Payne, who sees the work his pupil puts in every day, says Randle is deserving of an All-Star spot.

“I don’t know if people really understand who this guy is,” Payne said. “But to reach this goal would bring full circle what working, character and intelligence is. The ability to take care of your body, put the work in every day, to mentally think about the success you’re achieving and how to impact the team.”

Julius Randle of the New York Knicks shoots a free throw during a game against the Houston Rockets on Feb. 13 at Madison Square Garden in New York City.

Nathaniel S. Butler/NBAE via Getty Images

Payne’s relationship with Randle goes back to 2013. At the time, Payne was viewed as one of the nation’s top college basketball assistants under Hall of Famer John Calipari. The Wildcats had won the 2012 national championship and continued to produce top NBA talent.

Randle was a McDonald’s All American who was contemplating scholarship offers from Texas, Kansas, Florida and Kentucky. But he was leaning toward signing with Kentucky in part because he had heard great things from former and current Kentucky players on how Payne developed them and connected with them. (Throughout Payne’s 10 years at Kentucky, it was common to see the likes of Randle, Anthony Davis, DeMarcus Cousins, Karl-Anthony Towns, John Wall, Devin Booker, Bam Adebayo, P.J. Washington and Willie Cauley-Stein return to Lexington, Kentucky, to improve their games over the summer and break bread with Payne.)

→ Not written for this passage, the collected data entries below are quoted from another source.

//! HTTP front end: single-tool lookup, comparison, and the tool list.

use axum::extract::{Path, Query, State};
use axum::http::StatusCode;
use axum::response::{IntoResponse, Response};
use axum::routing::get;
use axum::{Json, Router};
use serde::Deserialize;
use serde_json::json;
use tower_http::trace::TraceLayer;

use codemate_core::boundary::parse_tool_list;
use codemate_core::{resolve_many, CodemateError, Resolver, ToolRecord};

/// Error body is always `{ "message": ... }`; internals never leak.
pub struct ApiError(CodemateError);

impl From<CodemateError> for ApiError {
    fn from(e: CodemateError) -> Self {
        Self(e)
    }
}

impl IntoResponse for ApiError {
    fn into_response(self) -> Response {
        let status =
            StatusCode::from_u16(self.0.status_code()).unwrap_or(StatusCode::INTERNAL_SERVER_ERROR);
        let message = match &self.0 {
            CodemateError::Validation(_)
            | CodemateError::NotFound(_)
            | CodemateError::Unavailable(_) => self.0.to_string(),
            other => {
                tracing::error!(error = %other, "internal error");
                "Internal server error.".to_string()
            }
        };
        (status, Json(json!({ "message": message }))).into_response()
    }
}

pub fn router(resolver: Resolver) -> Router {
    Router::new()
        .route("/health", get(health))
        .route("/api/tools", get(list_tools))
        .route("/api/tool/:tool_name", get(get_tool))
        .route("/api/compare", get(compare))
        .layer(TraceLayer::new_for_http())
        .with_state(resolver)
}

async fn health() -> Json<serde_json::Value> {
    Json(json!({ "status": "ok" }))
}

async fn list_tools(State(resolver): State<Resolver>) -> Json<Vec<String>> {
    Json(
        resolver
            .catalog()
            .tool_ids()
            .into_iter()
            .map(String::from)
            .collect(),
    )
}

async fn get_tool(
    State(resolver): State<Resolver>,
    Path(tool_name): Path<String>,
) -> Result<Json<ToolRecord>, ApiError> {
    let resolved = resolver.resolve(&tool_name).await?;
    Ok(Json(resolved.record))
}

#[derive(Debug, Deserialize)]
struct CompareParams {
    tools: Option<String>,
}

async fn compare(
    State(resolver): State<Resolver>,
    Query(params): Query<CompareParams>,
) -> Result<Json<Vec<ToolRecord>>, ApiError> {
    let names = parse_tool_list(params.tools.as_deref().unwrap_or(""))?;
    let comparison = resolve_many(&resolver, &names).await?;
    Ok(Json(
        comparison.found.into_iter().map(|r| r.record).collect(),
    ))
}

Payne fondly recalls being enamored of Randle’s skill set when he first saw him at an AAU event. He had “LeBron James type of speed” to go along with strength and coordination. During the recruitment process, Payne became close to Randle’s mother, Carolyn Kyles. He was also close to Randle’s godfather, AAU coach and former NBA player Jeff Webster.

But when Calipari, Payne and other staff members visited Randle’s home for a recruiting meeting, Randle came away confused.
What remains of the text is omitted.